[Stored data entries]
• • • • • • •

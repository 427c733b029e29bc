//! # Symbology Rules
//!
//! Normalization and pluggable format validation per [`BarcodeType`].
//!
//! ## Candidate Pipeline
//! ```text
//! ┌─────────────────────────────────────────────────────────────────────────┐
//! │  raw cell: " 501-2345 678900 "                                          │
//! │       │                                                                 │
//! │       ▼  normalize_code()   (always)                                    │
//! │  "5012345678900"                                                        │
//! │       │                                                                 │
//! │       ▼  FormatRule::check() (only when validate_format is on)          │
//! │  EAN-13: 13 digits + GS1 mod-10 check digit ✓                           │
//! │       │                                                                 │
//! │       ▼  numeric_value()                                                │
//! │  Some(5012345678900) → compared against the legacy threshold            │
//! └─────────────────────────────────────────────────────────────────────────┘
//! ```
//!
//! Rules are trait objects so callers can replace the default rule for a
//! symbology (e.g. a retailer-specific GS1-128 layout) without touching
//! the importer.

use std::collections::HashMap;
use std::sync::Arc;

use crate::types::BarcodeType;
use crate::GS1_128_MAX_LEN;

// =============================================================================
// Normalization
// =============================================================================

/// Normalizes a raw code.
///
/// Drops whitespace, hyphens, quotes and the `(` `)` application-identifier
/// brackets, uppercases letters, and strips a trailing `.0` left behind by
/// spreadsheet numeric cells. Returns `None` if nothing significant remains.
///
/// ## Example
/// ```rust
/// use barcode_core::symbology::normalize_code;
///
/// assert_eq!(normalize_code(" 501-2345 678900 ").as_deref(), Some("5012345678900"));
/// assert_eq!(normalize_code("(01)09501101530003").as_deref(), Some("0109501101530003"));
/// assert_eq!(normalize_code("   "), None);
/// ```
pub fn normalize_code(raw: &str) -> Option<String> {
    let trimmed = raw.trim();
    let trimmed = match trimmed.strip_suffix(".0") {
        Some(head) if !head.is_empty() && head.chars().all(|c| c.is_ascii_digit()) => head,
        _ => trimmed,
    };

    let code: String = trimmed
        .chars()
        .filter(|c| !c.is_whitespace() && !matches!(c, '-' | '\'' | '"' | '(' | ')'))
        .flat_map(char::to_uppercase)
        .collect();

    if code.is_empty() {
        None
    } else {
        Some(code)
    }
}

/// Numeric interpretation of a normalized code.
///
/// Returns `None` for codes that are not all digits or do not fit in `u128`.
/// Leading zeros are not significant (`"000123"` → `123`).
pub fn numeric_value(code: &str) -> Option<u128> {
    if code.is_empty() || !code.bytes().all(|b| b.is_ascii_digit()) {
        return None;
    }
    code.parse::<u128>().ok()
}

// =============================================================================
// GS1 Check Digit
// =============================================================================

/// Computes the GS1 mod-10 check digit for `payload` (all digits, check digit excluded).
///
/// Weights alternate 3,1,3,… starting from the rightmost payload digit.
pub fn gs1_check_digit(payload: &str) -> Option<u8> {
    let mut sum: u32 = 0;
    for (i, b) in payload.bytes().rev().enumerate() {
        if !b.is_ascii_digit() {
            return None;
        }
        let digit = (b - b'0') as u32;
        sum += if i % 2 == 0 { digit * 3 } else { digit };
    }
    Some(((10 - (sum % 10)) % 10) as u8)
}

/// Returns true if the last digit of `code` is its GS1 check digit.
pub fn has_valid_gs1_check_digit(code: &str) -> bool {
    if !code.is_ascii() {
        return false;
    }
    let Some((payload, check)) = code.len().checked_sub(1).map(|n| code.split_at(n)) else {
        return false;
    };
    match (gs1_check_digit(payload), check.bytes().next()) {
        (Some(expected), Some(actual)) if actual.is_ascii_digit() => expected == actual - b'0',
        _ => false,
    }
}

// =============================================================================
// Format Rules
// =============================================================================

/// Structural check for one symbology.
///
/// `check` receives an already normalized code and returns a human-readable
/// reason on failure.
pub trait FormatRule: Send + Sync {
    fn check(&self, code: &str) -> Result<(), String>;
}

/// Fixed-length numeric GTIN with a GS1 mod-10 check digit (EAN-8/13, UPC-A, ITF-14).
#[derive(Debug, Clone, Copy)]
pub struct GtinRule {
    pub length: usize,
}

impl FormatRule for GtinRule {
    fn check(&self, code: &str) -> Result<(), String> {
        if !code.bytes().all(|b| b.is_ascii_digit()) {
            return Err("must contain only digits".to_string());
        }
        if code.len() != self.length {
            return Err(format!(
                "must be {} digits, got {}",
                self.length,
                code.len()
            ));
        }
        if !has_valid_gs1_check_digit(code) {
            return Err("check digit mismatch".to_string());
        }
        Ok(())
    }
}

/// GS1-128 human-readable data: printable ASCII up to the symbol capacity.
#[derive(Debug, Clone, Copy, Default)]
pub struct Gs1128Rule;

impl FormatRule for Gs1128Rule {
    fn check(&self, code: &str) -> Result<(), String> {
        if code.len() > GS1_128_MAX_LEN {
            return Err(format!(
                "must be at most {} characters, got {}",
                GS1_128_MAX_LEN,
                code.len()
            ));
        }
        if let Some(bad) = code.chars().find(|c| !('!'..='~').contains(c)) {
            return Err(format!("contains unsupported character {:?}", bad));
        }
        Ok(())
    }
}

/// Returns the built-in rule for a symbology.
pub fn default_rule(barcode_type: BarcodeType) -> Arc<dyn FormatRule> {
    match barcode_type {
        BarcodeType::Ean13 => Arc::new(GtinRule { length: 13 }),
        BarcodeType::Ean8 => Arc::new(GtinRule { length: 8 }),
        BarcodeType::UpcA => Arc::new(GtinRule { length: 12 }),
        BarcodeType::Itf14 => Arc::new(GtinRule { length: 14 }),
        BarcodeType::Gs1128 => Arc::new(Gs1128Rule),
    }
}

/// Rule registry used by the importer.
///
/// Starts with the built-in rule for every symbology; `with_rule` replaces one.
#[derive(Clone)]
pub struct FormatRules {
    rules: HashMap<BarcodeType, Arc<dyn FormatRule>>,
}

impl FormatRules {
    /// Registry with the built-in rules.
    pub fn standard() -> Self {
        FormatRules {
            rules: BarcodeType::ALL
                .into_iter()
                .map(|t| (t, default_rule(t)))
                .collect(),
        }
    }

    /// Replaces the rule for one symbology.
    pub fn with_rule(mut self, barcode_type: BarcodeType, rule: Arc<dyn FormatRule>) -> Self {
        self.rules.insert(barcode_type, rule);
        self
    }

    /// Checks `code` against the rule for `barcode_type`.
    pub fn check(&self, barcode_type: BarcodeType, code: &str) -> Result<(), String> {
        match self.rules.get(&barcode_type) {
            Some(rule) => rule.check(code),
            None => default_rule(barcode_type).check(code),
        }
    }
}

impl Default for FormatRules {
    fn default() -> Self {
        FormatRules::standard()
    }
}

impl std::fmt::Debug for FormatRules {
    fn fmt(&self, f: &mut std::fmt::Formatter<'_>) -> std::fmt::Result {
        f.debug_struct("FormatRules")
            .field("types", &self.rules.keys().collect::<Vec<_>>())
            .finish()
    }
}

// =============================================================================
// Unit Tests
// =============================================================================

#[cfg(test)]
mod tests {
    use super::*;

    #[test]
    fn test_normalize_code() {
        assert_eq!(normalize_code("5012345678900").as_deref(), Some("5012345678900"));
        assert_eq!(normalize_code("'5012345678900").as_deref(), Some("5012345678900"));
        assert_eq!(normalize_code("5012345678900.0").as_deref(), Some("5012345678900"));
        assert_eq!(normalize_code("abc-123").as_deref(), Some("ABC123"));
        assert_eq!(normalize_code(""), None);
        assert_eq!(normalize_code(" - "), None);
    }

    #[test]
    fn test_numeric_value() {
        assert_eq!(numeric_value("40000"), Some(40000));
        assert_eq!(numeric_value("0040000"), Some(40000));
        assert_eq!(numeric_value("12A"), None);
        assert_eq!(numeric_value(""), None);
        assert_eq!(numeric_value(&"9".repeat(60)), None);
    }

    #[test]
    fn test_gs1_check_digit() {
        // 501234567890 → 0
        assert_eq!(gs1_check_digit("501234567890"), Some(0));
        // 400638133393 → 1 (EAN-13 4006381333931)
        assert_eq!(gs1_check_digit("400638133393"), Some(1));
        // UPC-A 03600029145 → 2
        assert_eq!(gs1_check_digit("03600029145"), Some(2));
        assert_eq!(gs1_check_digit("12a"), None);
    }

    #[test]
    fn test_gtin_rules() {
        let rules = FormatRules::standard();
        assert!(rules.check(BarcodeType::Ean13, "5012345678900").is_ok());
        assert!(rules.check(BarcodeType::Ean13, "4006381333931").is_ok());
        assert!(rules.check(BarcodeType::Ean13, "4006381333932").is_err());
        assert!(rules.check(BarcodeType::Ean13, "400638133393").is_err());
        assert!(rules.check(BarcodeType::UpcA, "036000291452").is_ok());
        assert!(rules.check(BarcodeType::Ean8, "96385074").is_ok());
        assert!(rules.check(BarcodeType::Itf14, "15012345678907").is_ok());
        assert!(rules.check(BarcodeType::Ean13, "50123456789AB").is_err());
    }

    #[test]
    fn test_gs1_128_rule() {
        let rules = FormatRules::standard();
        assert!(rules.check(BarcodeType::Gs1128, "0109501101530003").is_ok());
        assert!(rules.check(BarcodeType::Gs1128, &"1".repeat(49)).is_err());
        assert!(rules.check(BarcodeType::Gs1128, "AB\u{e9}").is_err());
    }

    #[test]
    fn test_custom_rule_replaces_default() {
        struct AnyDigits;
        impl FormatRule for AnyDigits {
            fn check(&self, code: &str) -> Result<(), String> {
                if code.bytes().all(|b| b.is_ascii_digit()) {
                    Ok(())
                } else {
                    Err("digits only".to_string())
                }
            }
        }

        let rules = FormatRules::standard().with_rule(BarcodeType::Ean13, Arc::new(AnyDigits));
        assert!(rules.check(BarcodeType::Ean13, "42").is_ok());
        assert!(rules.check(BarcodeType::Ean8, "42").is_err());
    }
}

• • • • • • •

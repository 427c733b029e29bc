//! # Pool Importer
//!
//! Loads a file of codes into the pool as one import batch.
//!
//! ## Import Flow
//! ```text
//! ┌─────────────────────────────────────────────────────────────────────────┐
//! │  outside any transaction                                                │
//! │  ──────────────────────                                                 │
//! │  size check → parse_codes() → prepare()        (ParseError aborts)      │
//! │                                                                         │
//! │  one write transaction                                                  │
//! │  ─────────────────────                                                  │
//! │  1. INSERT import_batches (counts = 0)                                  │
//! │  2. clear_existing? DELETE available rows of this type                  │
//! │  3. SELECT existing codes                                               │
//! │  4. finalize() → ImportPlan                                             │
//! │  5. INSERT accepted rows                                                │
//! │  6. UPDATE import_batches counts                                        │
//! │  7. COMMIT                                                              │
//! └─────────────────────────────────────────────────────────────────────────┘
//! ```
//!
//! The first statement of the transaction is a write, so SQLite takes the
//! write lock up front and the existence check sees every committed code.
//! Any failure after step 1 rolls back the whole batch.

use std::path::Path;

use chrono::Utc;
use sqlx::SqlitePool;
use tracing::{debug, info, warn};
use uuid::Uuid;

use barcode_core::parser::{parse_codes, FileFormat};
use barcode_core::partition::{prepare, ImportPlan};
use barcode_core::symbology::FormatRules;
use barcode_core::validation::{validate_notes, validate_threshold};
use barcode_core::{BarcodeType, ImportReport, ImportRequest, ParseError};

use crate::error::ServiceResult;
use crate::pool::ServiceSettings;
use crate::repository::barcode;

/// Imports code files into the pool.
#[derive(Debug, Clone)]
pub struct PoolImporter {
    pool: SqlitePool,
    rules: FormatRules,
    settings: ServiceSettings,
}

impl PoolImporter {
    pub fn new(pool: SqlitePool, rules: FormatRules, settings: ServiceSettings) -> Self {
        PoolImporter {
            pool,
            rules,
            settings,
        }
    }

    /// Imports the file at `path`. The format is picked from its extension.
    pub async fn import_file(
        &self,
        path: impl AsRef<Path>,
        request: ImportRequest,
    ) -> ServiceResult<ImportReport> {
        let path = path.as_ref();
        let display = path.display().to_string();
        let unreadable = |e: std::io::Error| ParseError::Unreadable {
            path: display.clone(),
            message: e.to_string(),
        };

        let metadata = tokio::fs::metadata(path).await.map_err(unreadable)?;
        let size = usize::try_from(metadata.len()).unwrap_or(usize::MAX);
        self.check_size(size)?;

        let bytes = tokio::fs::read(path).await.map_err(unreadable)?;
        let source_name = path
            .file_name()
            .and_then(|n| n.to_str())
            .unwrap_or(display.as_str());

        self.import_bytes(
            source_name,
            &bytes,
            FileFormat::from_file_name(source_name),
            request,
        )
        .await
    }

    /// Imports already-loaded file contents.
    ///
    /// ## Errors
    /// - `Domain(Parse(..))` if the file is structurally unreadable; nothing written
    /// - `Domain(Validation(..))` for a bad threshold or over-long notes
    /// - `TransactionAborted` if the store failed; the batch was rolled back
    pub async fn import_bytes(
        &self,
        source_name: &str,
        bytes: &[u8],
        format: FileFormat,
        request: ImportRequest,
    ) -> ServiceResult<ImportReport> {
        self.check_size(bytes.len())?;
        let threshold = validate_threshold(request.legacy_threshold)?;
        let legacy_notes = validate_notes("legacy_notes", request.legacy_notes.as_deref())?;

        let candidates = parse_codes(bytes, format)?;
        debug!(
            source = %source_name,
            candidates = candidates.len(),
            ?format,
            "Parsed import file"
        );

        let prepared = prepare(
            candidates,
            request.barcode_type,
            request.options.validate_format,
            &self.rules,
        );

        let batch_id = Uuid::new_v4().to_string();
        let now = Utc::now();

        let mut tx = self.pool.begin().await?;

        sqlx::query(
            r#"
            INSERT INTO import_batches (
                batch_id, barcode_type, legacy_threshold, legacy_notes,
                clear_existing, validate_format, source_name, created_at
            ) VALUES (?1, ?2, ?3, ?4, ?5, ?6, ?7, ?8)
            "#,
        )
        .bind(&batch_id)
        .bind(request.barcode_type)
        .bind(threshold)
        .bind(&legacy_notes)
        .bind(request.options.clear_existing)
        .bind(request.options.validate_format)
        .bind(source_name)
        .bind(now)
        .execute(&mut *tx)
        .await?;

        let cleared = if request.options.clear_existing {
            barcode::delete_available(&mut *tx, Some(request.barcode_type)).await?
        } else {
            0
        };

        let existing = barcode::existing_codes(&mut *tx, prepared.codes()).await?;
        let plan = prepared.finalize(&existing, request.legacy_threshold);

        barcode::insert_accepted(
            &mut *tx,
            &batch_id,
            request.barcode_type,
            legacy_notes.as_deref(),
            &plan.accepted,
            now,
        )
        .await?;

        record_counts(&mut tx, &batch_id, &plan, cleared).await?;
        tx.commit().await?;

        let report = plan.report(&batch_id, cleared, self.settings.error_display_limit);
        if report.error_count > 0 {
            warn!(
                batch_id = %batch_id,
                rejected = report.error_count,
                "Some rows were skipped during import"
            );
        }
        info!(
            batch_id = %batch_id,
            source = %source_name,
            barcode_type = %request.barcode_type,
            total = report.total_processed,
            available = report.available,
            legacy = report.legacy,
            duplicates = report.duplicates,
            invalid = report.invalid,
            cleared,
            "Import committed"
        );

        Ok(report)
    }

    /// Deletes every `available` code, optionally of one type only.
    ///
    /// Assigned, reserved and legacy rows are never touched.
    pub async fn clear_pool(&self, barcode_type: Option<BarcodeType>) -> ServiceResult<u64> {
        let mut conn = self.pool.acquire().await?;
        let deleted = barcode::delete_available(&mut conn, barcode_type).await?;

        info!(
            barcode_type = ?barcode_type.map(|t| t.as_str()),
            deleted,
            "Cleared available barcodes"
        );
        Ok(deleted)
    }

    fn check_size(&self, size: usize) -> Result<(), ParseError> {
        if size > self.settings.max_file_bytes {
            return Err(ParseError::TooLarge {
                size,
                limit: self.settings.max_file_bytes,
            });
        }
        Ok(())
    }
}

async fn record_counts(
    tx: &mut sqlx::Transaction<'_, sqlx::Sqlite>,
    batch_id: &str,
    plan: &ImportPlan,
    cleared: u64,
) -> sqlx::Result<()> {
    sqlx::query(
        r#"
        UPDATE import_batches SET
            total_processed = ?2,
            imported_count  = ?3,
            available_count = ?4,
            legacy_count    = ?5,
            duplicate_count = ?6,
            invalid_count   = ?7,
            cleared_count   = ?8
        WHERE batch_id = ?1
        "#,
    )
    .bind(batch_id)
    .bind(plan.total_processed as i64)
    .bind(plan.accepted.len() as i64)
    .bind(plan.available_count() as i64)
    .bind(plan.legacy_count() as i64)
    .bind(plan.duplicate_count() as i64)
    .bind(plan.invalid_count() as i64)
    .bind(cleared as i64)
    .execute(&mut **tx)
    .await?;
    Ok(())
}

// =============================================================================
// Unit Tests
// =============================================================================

• • • • • • •

▶ [Exercise details]:
Go through the data and show each line that holds "trimmed".

▶ [Reply]:
    let trimmed = raw.trim();
    let trimmed = match trimmed.strip_suffix(".0") {
        _ => trimmed,
    let code: String = trimmed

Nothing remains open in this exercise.